A Schematic representation of the STED-smFISH probe design and probe binding. From left to right: Both strands of the circular mtDNA are transcribed into polycistronic mRNAs, which are further processed to generate 11 mature mRNAs. The STED-smFISH probes consist of probe pairs (blue) that target a specific mRNA (magenta). Several probe pairs, depending on the length of the transcript, can bind simultaneously. Only when both probes of a pair are bound, the preamplifier (black) can bind. Multiple amplifier strands (orange) then bind to the preamplifier. The probe ‘tree’ is completed by the binding of the label probes (red), which are coupled to the fluorophore of choice (red stars). Specific probe pairs are available for all mRNAs (see Table 1). HSP: heavy strand promoter, LSP: light strand promoter. B Three-color confocal overview image of a U-2 OS cell labeled for the MT-ND1 mRNA (yellow), MT-CO3 mRNA (magenta), and MT-CYB mRNA (cyan). C Comparison between the STED and the confocal image at a higher magnification of the indicated area in (B). D Exemplary close-ups of spatially separated mRNAs (left) and mRNA clusters (right). E Full width half maximum (FWHM) of MT-ND1, MT-CO3, and MT-CYB mRNA spot sizes.
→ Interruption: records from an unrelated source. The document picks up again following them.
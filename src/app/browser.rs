use std::cell::{Cell, RefCell};
use std::collections::HashMap;
use std::rc::Rc;
use std::time::Duration;

use leptos::prelude::*;
use wasm_bindgen::JsCast;
use web_sys::{Element, HtmlElement};

use crate::motion::{Bounds, Measure, MotionError, Pose, Scheduler, Surface, TimerId};

enum Handle {
    Interval(IntervalHandle),
    Timeout(TimeoutHandle),
}

impl Handle {
    fn clear(self) {
        match self {
            Handle::Interval(h) => h.clear(),
            Handle::Timeout(h) => h.clear(),
        }
    }
}

/// [`Scheduler`] over `setInterval` / `setTimeout` and `performance.now()`.
#[derive(Clone, Default)]
pub struct BrowserScheduler {
    next_id: Rc<Cell<u64>>,
    handles: Rc<RefCell<HashMap<TimerId, Handle>>>,
}

impl BrowserScheduler {
    pub fn new() -> Self {
        Self::default()
    }

    fn next_id(&self) -> TimerId {
        let id = self.next_id.get() + 1;
        self.next_id.set(id);
        TimerId(id)
    }
}

impl Scheduler for BrowserScheduler {
    fn now(&self) -> Duration {
        let ms = window()
            .performance()
            .map(|p| p.now())
            .unwrap_or_default();
        Duration::from_secs_f64(ms.max(0.0) / 1000.0)
    }

    fn set_interval(
        &self,
        period: Duration,
        tick: Box<dyn FnMut()>,
    ) -> Result<TimerId, MotionError> {
        let tick = RefCell::new(tick);
        let handle = set_interval_with_handle(
            move || {
                if let Ok(mut f) = tick.try_borrow_mut() {
                    (&mut *f)();
                }
            },
            period,
        )
        .map_err(|e| MotionError::Timer(format!("{e:?}")))?;
        let id = self.next_id();
        self.handles
            .borrow_mut()
            .insert(id, Handle::Interval(handle));
        Ok(id)
    }

    fn set_timeout(
        &self,
        delay: Duration,
        fire: Box<dyn FnOnce()>,
    ) -> Result<TimerId, MotionError> {
        let id = self.next_id();
        let handles = self.handles.clone();
        let handle = set_timeout_with_handle(
            move || {
                handles.borrow_mut().remove(&id);
                fire();
            },
            delay,
        )
        .map_err(|e| MotionError::Timer(format!("{e:?}")))?;
        self.handles.borrow_mut().insert(id, Handle::Timeout(handle));
        Ok(id)
    }

    fn cancel(&self, id: TimerId) {
        let handle = self.handles.borrow_mut().remove(&id);
        if let Some(handle) = handle {
            handle.clear();
        }
    }
}

/// Writes poses as inline `transform` / `opacity` and text as text content.
pub struct ElementSurface {
    el: HtmlElement,
}

impl ElementSurface {
    pub fn new(el: &Element) -> Option<Self> {
        el.dyn_ref::<HtmlElement>()
            .map(|el| Self { el: el.clone() })
    }
}

impl Surface for ElementSurface {
    fn set_text(&self, text: &str) {
        self.el.set_text_content(Some(text));
    }

    fn apply(&self, pose: &Pose) {
        if !self.el.is_connected() {
            return;
        }
        let style = self.el.style();
        if let Err(e) = style
            .set_property("transform", &pose.css_transform())
            .and_then(|_| style.set_property("opacity", &pose.css_opacity()))
        {
            log::debug!("couldn't style element: {e:?}");
        }
    }
}

/// Page-relative layout bounds of `el`, summed up the offset-parent chain
/// so inline transforms don't shift them; `None` once it leaves the document.
pub fn measure(el: Element) -> Measure {
    Rc::new(move || {
        if !el.is_connected() {
            return None;
        }
        let target = el.dyn_ref::<HtmlElement>()?;
        let mut top = 0.0;
        let mut node = Some(target.clone());
        while let Some(current) = node {
            top += f64::from(current.offset_top());
            node = current
                .offset_parent()
                .and_then(|parent| parent.dyn_into::<HtmlElement>().ok());
        }
        Some(Bounds::new(top, f64::from(target.offset_height())))
    })
}

pub fn query(selector: &str) -> Option<Element> {
    document().query_selector(selector).ok().flatten()
}

pub fn query_all(root: &Element, selector: &str) -> Vec<Element> {
    let Ok(list) = root.query_selector_all(selector) else {
        return Vec::new();
    };
    (0..list.length())
        .filter_map(|i| list.item(i))
        .filter_map(|node| node.dyn_into::<Element>().ok())
        .collect()
}

pub fn document_query_all(selector: &str) -> Vec<Element> {
    document()
        .document_element()
        .map(|root| query_all(&root, selector))
        .unwrap_or_default()
}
N = 3, n = 171, mtRNA spots: 6674. F Quantification of the minimum pairwise distances between MT-ND1, MT-CO3, and MT-CYB mRNAs. N = 3, n = 70. Box: 25/75 percentile; whiskers: max/min without outliers; line: median; square: mean (E, F). Curved line: kernel density estimation representing the data point distribution (F). Source data are provided as a Source Data file. ‘N’ indicates biological replicates; ‘n’ indicates technical replicates. Scale bars: 5 µm (B), 1 µm (C), 50 nm (D).